Zora Cross

Zora Cross 

Zora Cross  (1890-1964)Zora Cross

Proto-feminist, love lyricist

Zora Cross was born in 1890, at Eagle Farm, Brisbane when that area was mostly farmland. She was educated at Gympie and Ipswich and moved to Sydney when she was 15.

Like many of the poets featured on this site, she studied teaching. But she was forced to give up teaching after she fell pregnant, apparently out of wedlock. The child later died, and she suffered at the hands of two further ill starred love affairs (one of which produced a child) before meeting the enduring love of her life, David McKee Wright, who was then the editor of the Bulletin Red Page. Together they had two children, but they never legally married.

Their affair and the complications from it scandalised the Sydney literary scene, and McKee Wright was gradually eased out of the Bulletin. Cross earned a living as an actress, and by freelance journalism in publications including the Brisbane Courier, a forerunner of today’s Courier Mail.

During the early years of the first world war she taught elocution in Brisbane, and the first of her 5 volumes of poetry, A Song of Mother Love, was published in Brisbane in 1917.  According to Miller and Macartney, the ‘greater part of her poetry consists of self- revelation in, and meditation of, the experience of love’[1].  Dorothy Green notes that the 60 love sonnets in this book were ‘the first sustained expression in Australian poetry, of erotic experience from a woman’s point of view.’ This might sound exciting, but in fact the poems in this and subsequent books when read today are difficult to immediately understand; they are full of classical allusion, and mix religious language and expressions of self love with archaisms.

Her poems work best for a contemporary reader when Cross speaks directly and confidently:  

 From ‘Woman’

‘I hold the cup that Circe held

When man to brutish beast she spelled.

The wine is red. The wine is sweet

With passion’s sense and joy complete.’   

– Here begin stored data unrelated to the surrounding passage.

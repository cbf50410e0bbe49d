//! A complete synthetic test image description
//!
//! A [`GalSimTestCase`] starts from defaults, is configured by a catalog
//! function (dimensions, sky, PSF and an ordered list of light sources) and
//! can then be rendered per band and exported as ground-truth header cards any
//! number of times. Rendering never mutates the case; all randomness comes
//! from the [`RandomStream`] passed in.

use log::debug;

use super::galaxy::Galaxy;
use super::header::HeaderRecord;
use super::image_parameters::ImageParameters;
use super::light_source::{LightSource, RenderableSource};
use super::star::Star;
use crate::constants::{COUNTS_PER_NMGY, MAX_LIGHT_SOURCES, NUM_BANDS};
use crate::error::{ConfigurationError, RenderError};
use crate::render::{PixelGrid, RandomStream};

#[derive(Debug, Clone, PartialEq)]
pub struct GalSimTestCase {
    light_sources: Vec<LightSource>,
    image_parameters: ImageParameters,
    /// Gaussian PSF standard deviation in pixels
    pub psf_sigma_pixels: f64,
    /// Sky brightness per pixel, in nanomaggies
    pub sky_level_nmgy: f64,
    /// Replace the flat sky with a Poisson realization of it
    pub include_noise: bool,
    pub comment: Option<String>,
}

impl Default for GalSimTestCase {
    fn default() -> Self {
        Self {
            light_sources: Vec::new(),
            image_parameters: ImageParameters::default(),
            psf_sigma_pixels: 4.0,
            sky_level_nmgy: 0.01,
            include_noise: false,
            comment: None,
        }
    }
}

impl GalSimTestCase {
    pub fn new() -> Self {
        Self::default()
    }

    pub fn image_parameters(&self) -> &ImageParameters {
        &self.image_parameters
    }

    pub fn light_sources(&self) -> &[LightSource] {
        &self.light_sources
    }

    pub fn set_dimensions(&mut self, width_px: usize, height_px: usize) {
        self.image_parameters.width_px = width_px;
        self.image_parameters.height_px = height_px;
    }

    pub fn set_resolution(&mut self, arcsec_per_pixel: f64) {
        self.image_parameters.arcsec_per_pixel = arcsec_per_pixel;
    }

    /// Arcseconds per pixel
    pub fn resolution(&self) -> f64 {
        self.image_parameters.arcsec_per_pixel
    }

    pub fn set_world_origin(&mut self, right_ascension_arcsec: f64, declination_arcsec: f64) {
        self.image_parameters.origin_right_ascension_arcsec = right_ascension_arcsec;
        self.image_parameters.origin_declination_arcsec = declination_arcsec;
    }

    pub fn set_psf_sigma_pixels(&mut self, sigma: f64) {
        self.psf_sigma_pixels = sigma;
    }

    pub fn set_sky_level_nmgy(&mut self, sky_level: f64) {
        self.sky_level_nmgy = sky_level;
    }

    pub fn set_include_noise(&mut self, include_noise: bool) {
        self.include_noise = include_noise;
    }

    pub fn set_comment(&mut self, comment: impl Into<String>) {
        self.comment = Some(comment.into());
    }

    /// Append a default star and return it for configuration
    pub fn add_star(&mut self) -> &mut Star {
        self.light_sources.push(LightSource::Star(Star::new()));
        match self.light_sources.last_mut() {
            Some(LightSource::Star(star)) => star,
            _ => unreachable!("a star was just appended"),
        }
    }

    /// Append a default galaxy and return it for configuration
    pub fn add_galaxy(&mut self) -> &mut Galaxy {
        self.light_sources.push(LightSource::Galaxy(Galaxy::new()));
        match self.light_sources.last_mut() {
            Some(LightSource::Galaxy(galaxy)) => galaxy,
            _ => unreachable!("a galaxy was just appended"),
        }
    }

    /// Render one band: every source in insertion order, then the sky.
    ///
    /// Sources are photon-shot with enough photons that shot noise adds at most
    /// `sky counts / 1000` of variance to the brightest pixel. The sky is a flat
    /// `sky_level_nmgy * COUNTS_PER_NMGY` per pixel, or a Poisson draw with that
    /// mean in every pixel when noise is enabled.
    pub fn render_band(
        &self,
        band: usize,
        stream: &mut RandomStream,
    ) -> Result<PixelGrid, RenderError> {
        if band >= NUM_BANDS {
            return Err(RenderError::BandOutOfRange(band));
        }

        let params = &self.image_parameters;
        let mut grid = PixelGrid::new(params.image_size(), params.wcs());
        let psf_sigma_deg = self.psf_sigma_pixels * params.degrees_per_pixel();
        let sky_level_counts = self.sky_level_nmgy * COUNTS_PER_NMGY;
        let max_extra_noise = sky_level_counts / 1000.0;

        for (index, source) in self.light_sources.iter().enumerate() {
            let profile = source.light_profile(band, psf_sigma_deg, params)?;
            let summary = profile.draw_photons(&mut grid, stream, max_extra_noise)?;
            debug!(
                "Band {} source {} ({}): {}/{} photons on image, {:.4} counts each",
                band + 1,
                index + 1,
                source.kind_label(),
                summary.landed,
                summary.shot,
                summary.photon_flux
            );
        }

        if self.include_noise {
            grid.add_poisson_noise(sky_level_counts, stream)?;
        } else {
            grid.add_constant(sky_level_counts)?;
        }
        Ok(grid)
    }

    /// Ground-truth cards for one band image of this case.
    ///
    /// Case-level cards come first, followed by each source's cards keyed with
    /// its zero-padded 1-based index.
    ///
    /// # Arguments
    /// * `case_index` - Zero-based position of this case in the batch
    /// * `band` - Zero-based band index
    pub fn export_ground_truth_header(
        &self,
        case_index: usize,
        band: usize,
    ) -> Result<HeaderRecord, ConfigurationError> {
        // Keys are at most 8 characters, leaving room for a three-digit index
        if self.light_sources.len() > MAX_LIGHT_SOURCES {
            return Err(ConfigurationError::TooManySources {
                count: self.light_sources.len(),
                max: MAX_LIGHT_SOURCES,
            });
        }

        let params = &self.image_parameters;
        let mut header = HeaderRecord::new();
        header.set("CLCASEI", case_index + 1, "test case index");
        header.set("CLDESCR", self.comment.as_deref(), "comment");
        header.set("CLIOTA", COUNTS_PER_NMGY, "counts per nMgy");
        header.set(
            "CLSKY",
            self.sky_level_nmgy,
            "\"epsilon\" sky level (nMgy each px)",
        );
        header.set("CLNOISE", self.include_noise, "was Poisson noise added?");
        header.set("CLSIGMA", self.psf_sigma_pixels, "Gaussian PSF sigma (px)");
        header.set("CLBAND", band + 1, "color band");
        header.set("CLNSRC", self.light_sources.len(), "number of sources");
        header.set(
            "CLRES",
            params.degrees_per_pixel(),
            "resolution (degrees/px)",
        );

        for (index, source) in self.light_sources.iter().enumerate() {
            let index_label = format!("{:03}", index + 1);
            source.export_ground_truth(&mut header, &index_label, params);
        }
        Ok(header)
    }
}

#[cfg(test)]
mod tests {
    use super::*;
    use approx::assert_relative_eq;
    use shared::fits::HeaderValue;

    fn single_star_case() -> GalSimTestCase {
        let mut case = GalSimTestCase::new();
        case.add_star();
        case
    }

    #[test]
    fn test_defaults() {
        let case = GalSimTestCase::new();
        assert!(case.light_sources().is_empty());
        assert_eq!(case.psf_sigma_pixels, 4.0);
        assert_eq!(case.sky_level_nmgy, 0.01);
        assert!(!case.include_noise);
        assert_eq!(case.comment, None);
        assert_eq!(case.resolution(), 0.396);
    }

    #[test]
    fn test_sources_keep_insertion_order() -> Result<(), crate::error::ValidationError> {
        let mut case = GalSimTestCase::new();
        case.add_galaxy().angle_deg(15.0);
        case.add_star().reference_band_flux_nmgy(2.0)?;
        case.add_galaxy();

        let kinds: Vec<_> = case.light_sources().iter().map(|s| s.kind_label()).collect();
        assert_eq!(kinds, vec!["galaxy", "star", "galaxy"]);

        let header = case.export_ground_truth_header(0, 0).unwrap();
        assert_eq!(header.get("CLTYP002"), Some(&HeaderValue::Text("star".into())));
        assert_eq!(header.get("CLANG001"), Some(&HeaderValue::Real(15.0)));
        assert_eq!(header.get("CLNSRC"), Some(&HeaderValue::Integer(3)));
        Ok(())
    }

    #[test]
    fn test_case_level_header() {
        let mut case = single_star_case();
        case.set_comment("one star");
        case.set_include_noise(true);
        let header = case.export_ground_truth_header(4, 2).unwrap();

        let keys: Vec<_> = header.keys().take(9).collect();
        assert_eq!(
            keys,
            vec![
                "CLCASEI", "CLDESCR", "CLIOTA", "CLSKY", "CLNOISE", "CLSIGMA", "CLBAND", "CLNSRC",
                "CLRES"
            ]
        );
        assert_eq!(header.get("CLCASEI"), Some(&HeaderValue::Integer(5)));
        assert_eq!(header.get("CLBAND"), Some(&HeaderValue::Integer(3)));
        assert_eq!(
            header.get("CLDESCR"),
            Some(&HeaderValue::Text("one star".into()))
        );
        assert_eq!(header.get("CLNOISE"), Some(&HeaderValue::Logical(true)));
        assert_eq!(header.get("CLIOTA"), Some(&HeaderValue::Real(1000.0)));
        // Sigma is fractional-capable, so even the default is a real
        assert_eq!(header.get("CLSIGMA"), Some(&HeaderValue::Real(4.0)));
        assert_eq!(header.len(), 9 + 8);
    }

    #[test]
    fn test_missing_comment_is_undefined() {
        let header = GalSimTestCase::new().export_ground_truth_header(0, 0).unwrap();
        assert_eq!(header.get("CLDESCR"), Some(&HeaderValue::Undefined));
    }

    #[test]
    fn test_header_export_is_idempotent() {
        let mut case = single_star_case();
        case.add_galaxy().offset_arcsec(1.0, 1.0);
        assert_eq!(
            case.export_ground_truth_header(1, 3).unwrap(),
            case.export_ground_truth_header(1, 3).unwrap()
        );
    }

    #[test]
    fn test_source_limit_enforced_at_export() {
        let mut case = GalSimTestCase::new();
        for _ in 0..MAX_LIGHT_SOURCES {
            case.add_star();
        }
        let header = case.export_ground_truth_header(0, 0).unwrap();
        assert!(header.get("CLRA999").is_some());

        case.add_star();
        assert_eq!(
            case.export_ground_truth_header(0, 0),
            Err(ConfigurationError::TooManySources {
                count: 1000,
                max: 999
            })
        );
    }

    #[test]
    fn test_offset_resolved_against_current_dimensions() {
        let mut case = single_star_case();
        case.set_dimensions(200, 100);
        case.set_resolution(3.6);
        let header = case.export_ground_truth_header(0, 0).unwrap();
        match (header.get("CLRA001"), header.get("CLDEC001")) {
            (Some(HeaderValue::Real(ra)), Some(HeaderValue::Real(dec))) => {
                assert_relative_eq!(*ra, 0.1, epsilon = 1e-12);
                assert_relative_eq!(*dec, 0.05, epsilon = 1e-12);
            }
            other => panic!("Expected position cards, got {other:?}"),
        }
    }

    #[test]
    fn test_single_star_total_flux() {
        let case = single_star_case();
        let mut stream = RandomStream::from_seed(1234);
        let grid = case.render_band(2, &mut stream).unwrap();

        let expected = 40.0 * 1000.0 + 0.01 * 1000.0 * 96.0 * 96.0;
        assert_relative_eq!(grid.sum(), expected, max_relative = 0.01);
        assert_eq!(grid.size().to_tuple(), (96, 96));
    }

    #[test]
    fn test_star_peaks_at_center() {
        let case = single_star_case();
        let mut stream = RandomStream::from_seed(9);
        let grid = case.render_band(2, &mut stream).unwrap();

        let center: f32 = grid.data()[[47, 47]];
        let corner: f32 = grid.data()[[0, 0]];
        assert!(center > 100.0);
        assert_relative_eq!(corner, 10.0, epsilon = 1e-4);
    }

    #[test]
    fn test_render_is_deterministic_and_non_mutating() {
        let mut case = single_star_case();
        case.add_galaxy().offset_arcsec(-4.0, 3.0);
        let before = case.clone();

        let first = case.render_band(1, &mut RandomStream::for_case(1234, 2)).unwrap();
        let second = case.render_band(1, &mut RandomStream::for_case(1234, 2)).unwrap();
        assert_eq!(first, second);
        assert_eq!(case, before);
    }

    #[test]
    fn test_sky_noise() {
        let mut case = GalSimTestCase::new();
        case.set_include_noise(true);
        case.set_sky_level_nmgy(0.05);
        let grid = case.render_band(0, &mut RandomStream::from_seed(5)).unwrap();

        let n = grid.size().pixel_count() as f64;
        let mean = grid.sum() / n;
        let variance = grid
            .data()
            .iter()
            .map(|&v| (v as f64 - mean).powi(2))
            .sum::<f64>()
            / n;
        assert_relative_eq!(mean, 50.0, max_relative = 0.02);
        assert_relative_eq!(variance, 50.0, max_relative = 0.1);
        assert!(grid.data().iter().all(|v| v.fract() == 0.0));
    }

    #[test]
    fn test_band_out_of_range() {
        let case = single_star_case();
        let result = case.render_band(NUM_BANDS, &mut RandomStream::from_seed(1));
        assert!(matches!(result, Err(RenderError::BandOutOfRange(5))));
    }
}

However, her poems seem to contain elements of both guilt and submission which can be disturbing:

From Man and Woman

‘I, too, once couched upon a harlot’s bed.

Men knew my body as a place of joy,

Felt where the muscles yielded balm of sense

For the coarse feeders to find plunder there.’

Her work is more engaging when she moves away from love as a subject matter. Elegy on an Australian Schoolboy,(1921) is a moving memorial to her brother, who died in the first world war, aged 19:

‘…… In every man there is a great, new world-

Perhaps a glorious race.

How can we tell the hero that war hurled

To death bore not Christ’s face?

How can we tell what nobler nations lie

Now on the fields of France,

What unborn masters of creation cry

Through murdered, white romance?’

The poems that have been selected for this website show her variety. Australia in England is an example of  a sub-genre of first world war  poetry: that of the dying soldier reminiscing of home. ( For example Kenneth Slessor’s first published poem, Goin’, takes the same theme).  Books is a disguised love lyric for Wright, and The Beauty of Life is an undisguised love lyric.  Click here, or on the links to the right of this page  to read these poems.

After Wright’s death in 1928 she was once again alone. She struggled on as a writer, publishing no more books of poetry, but remaining true to her craft. Today she is almost completely forgotten.

Best book to buy: Cross, Z The Lilt of Life, Sydney, Angus & Robertson, 1918.


[1]Miller, E Morris, and Macartney, FT, Australian Literature, A bibliography to 1938, extended to 1950, Sydney, Angus and Robertson, 1956, at p130.